Then a little over 40 years ago, I got to play that same game again with my oldest son, Brian, who was also born with Nemaline Myopathy. More respiratory infections and more trips to the doctors and clinic. And more cortisone, more bronchodilators, and more antibiotics. In short, I sadly continued down the path of more and more symptomatic drug relief. I thought to myself: Over and over and over --- been there and done that! But none of those doctors at the clinic or the ER ever recommended to me a preventive approach where Brian and I wouldn't get sick and therefore could stop going through their revolving clinic door.
Then around this time in my life I was fortunate enough to have a dinner with Roger J. Williams, who was President of the American Chemical Society and who discovered pantothenic acid (vitamin B5). I told him about my chronic illnesses throughout most of my life. He then suggested a novel idea to me. He said I should concentrate on boosting my immune system through optimum nutrition and supplements when needed. He suggested a broad range of nutrients with special emphasis on high doses of vitamin D, zinc, and vitamin C. He also introduced me to Dr. Linus Pauling and Dr. Frederick R. Klenner. They all wanted me to get at the root causes of my chronic illnesses (nutrient deficiencies) instead of merely relieving symptoms with drugs. For sure, they all assured me that sometimes drugs are needed, but they all insisted that Brian and I both must first try to build up our immune response to viral invasion.
So instead of practicing crisis medicine (only drugs), we started practicing orthomolecular medicine. And guess what, our ever-recurring pneumonia and viral bronchitis were totally eliminated, and neither one of us have ever had another serious respiratory illness. So that's in a nutshell why I am convinced about using orthomolecular medicine as opposed to symptom-relief crisis medicine. I have personally been there and done that many times, and I now know how the former approach is so far superior to the latter. Obviously, prevention using optimal nutrition takes time to work, and is not fool-proof. You have to understand it and stay with it. But it's far better than being caught in a revolving door at your local clinic.

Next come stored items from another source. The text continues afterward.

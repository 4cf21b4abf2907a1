//! Game settings
//!
//! Data-driven tuning loaded from a JSON file. Missing fields fall back to
//! the defaults in [`crate::consts`], so a settings file only needs the values
//! it changes.

use std::path::Path;

use glam::Vec2;
use serde::{Deserialize, Serialize};

use crate::assets::SpriteSizes;
use crate::consts::*;
use crate::error::{SimError, SimResult};

/// Game settings
#[derive(Debug, Clone, PartialEq, Serialize, Deserialize)]
#[serde(default)]
pub struct Settings {
    // === Simulation ===
    /// RNG seed; the same seed and inputs replay the same game
    pub seed: u64,
    pub canvas_width: f32,
    pub canvas_height: f32,

    // === Pools ===
    pub bullet_capacity: usize,
    pub enemy_capacity: usize,
    pub enemy_bullet_capacity: usize,

    // === Ship ===
    /// Pixels per frame
    pub ship_speed: f32,
    /// Frames between volleys
    pub ship_fire_rate: u32,
    pub ship_bullet_speed: f32,

    // === Enemies ===
    /// Descent speed of a fresh wave
    pub enemy_speed: f32,
    pub enemy_bullet_speed: f32,
    /// Per-enemy, per-frame chance to fire (0.0 - 1.0)
    pub enemy_fire_chance: f64,

    // === Audio ===
    pub laser_channels: usize,
    /// Laser volume (0.0 - 1.0)
    pub laser_volume: f32,
    pub explosion_channels: usize,
    /// Explosion volume (0.0 - 1.0)
    pub explosion_volume: f32,
    /// Background loop volume (0.0 - 1.0)
    pub music_volume: f32,
    /// Game-over loop volume (0.0 - 1.0)
    pub game_over_volume: f32,
    pub muted: bool,

    // === Assets ===
    /// Sprite sizes used when no decoder reports real dimensions
    pub sprites: SpriteSizes,
}

impl Default for Settings {
    fn default() -> Self {
        Self {
            seed: 0x5eed,
            canvas_width: CANVAS_WIDTH,
            canvas_height: CANVAS_HEIGHT,

            bullet_capacity: BULLET_CAPACITY,
            enemy_capacity: ENEMY_CAPACITY,
            enemy_bullet_capacity: ENEMY_BULLET_CAPACITY,

            ship_speed: SHIP_SPEED,
            ship_fire_rate: SHIP_FIRE_RATE,
            ship_bullet_speed: SHIP_BULLET_SPEED,

            enemy_speed: ENEMY_SPEED,
            enemy_bullet_speed: ENEMY_BULLET_SPEED,
            enemy_fire_chance: ENEMY_FIRE_CHANCE,

            // Audio
            laser_channels: 10,
            laser_volume: 0.12,
            explosion_channels: 20,
            explosion_volume: 0.1,
            music_volume: 0.25,
            game_over_volume: 0.25,
            muted: false,

            sprites: SpriteSizes::default(),
        }
    }
}

impl Settings {
    /// Playfield size
    pub fn canvas(&self) -> Vec2 {
        Vec2::new(self.canvas_width, self.canvas_height)
    }

    /// Parse and validate settings from a JSON string
    pub fn from_json(json: &str) -> SimResult<Self> {
        let settings: Self = serde_json::from_str(json)?;
        settings.validate()?;
        Ok(settings)
    }

    pub fn to_json(&self) -> SimResult<String> {
        Ok(serde_json::to_string_pretty(self)?)
    }

    /// Load settings from a JSON file
    pub fn load(path: impl AsRef<Path>) -> SimResult<Self> {
        let path = path.as_ref();
        let json = std::fs::read_to_string(path)?;
        let settings = Self::from_json(&json)?;
        log::info!("Loaded settings from {}", path.display());
        Ok(settings)
    }

    /// Write settings as pretty JSON
    pub fn save(&self, path: impl AsRef<Path>) -> SimResult<()> {
        let path = path.as_ref();
        std::fs::write(path, self.to_json()?)?;
        log::info!("Settings saved to {}", path.display());
        Ok(())
    }

    /// Reject values the simulation cannot run with
    pub fn validate(&self) -> SimResult<()> {
        fn invalid(msg: String) -> SimResult<()> {
            Err(SimError::InvalidSettings(msg))
        }

        let canvas = self.canvas();
        if !canvas.is_finite() || canvas.x <= 0.0 || canvas.y <= 0.0 {
            return invalid(format!("canvas must be positive, got {}x{}", canvas.x, canvas.y));
        }
        // A volley needs two free slots
        if self.bullet_capacity < 2 {
            return invalid(format!(
                "bullet_capacity must be at least 2, got {}",
                self.bullet_capacity
            ));
        }
        if self.enemy_capacity < WAVE_SIZE {
            return invalid(format!(
                "enemy_capacity must hold a full wave of {WAVE_SIZE}, got {}",
                self.enemy_capacity
            ));
        }
        if !(0.0..=1.0).contains(&self.enemy_fire_chance) {
            return invalid(format!(
                "enemy_fire_chance must be within 0..=1, got {}",
                self.enemy_fire_chance
            ));
        }
        for (name, speed) in [
            ("ship_speed", self.ship_speed),
            ("ship_bullet_speed", self.ship_bullet_speed),
            ("enemy_speed", self.enemy_speed),
            ("enemy_bullet_speed", self.enemy_bullet_speed),
        ] {
            if !speed.is_finite() {
                return invalid(format!("{name} must be finite, got {speed}"));
            }
        }
        for (name, volume) in [
            ("laser_volume", self.laser_volume),
            ("explosion_volume", self.explosion_volume),
            ("music_volume", self.music_volume),
            ("game_over_volume", self.game_over_volume),
        ] {
            if !(0.0..=1.0).contains(&volume) {
                return invalid(format!("{name} must be within 0..=1, got {volume}"));
            }
        }
        if self.laser_channels == 0 || self.explosion_channels == 0 {
            return invalid("sound pools need at least one channel".to_string());
        }
        if let Some((sprite, size)) = self.sprites.find_unusable() {
            return invalid(format!("{sprite:?} sprite must have a positive size, got {size}"));
        }
        Ok(())
    }
}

The term "Orthomolecular Medicine" was first coined by Linus Pauling and is the prevention and treatment of disease by the expert adjustment of substances (vitamins, minerals, trace elements, amino acids, enzymes, hormones, etc.) that are normally present in the human body. It places its reliance on these naturally occurring agents in preference to, but not to the exclusion of, chemicals/drugs which are foreign to the human body.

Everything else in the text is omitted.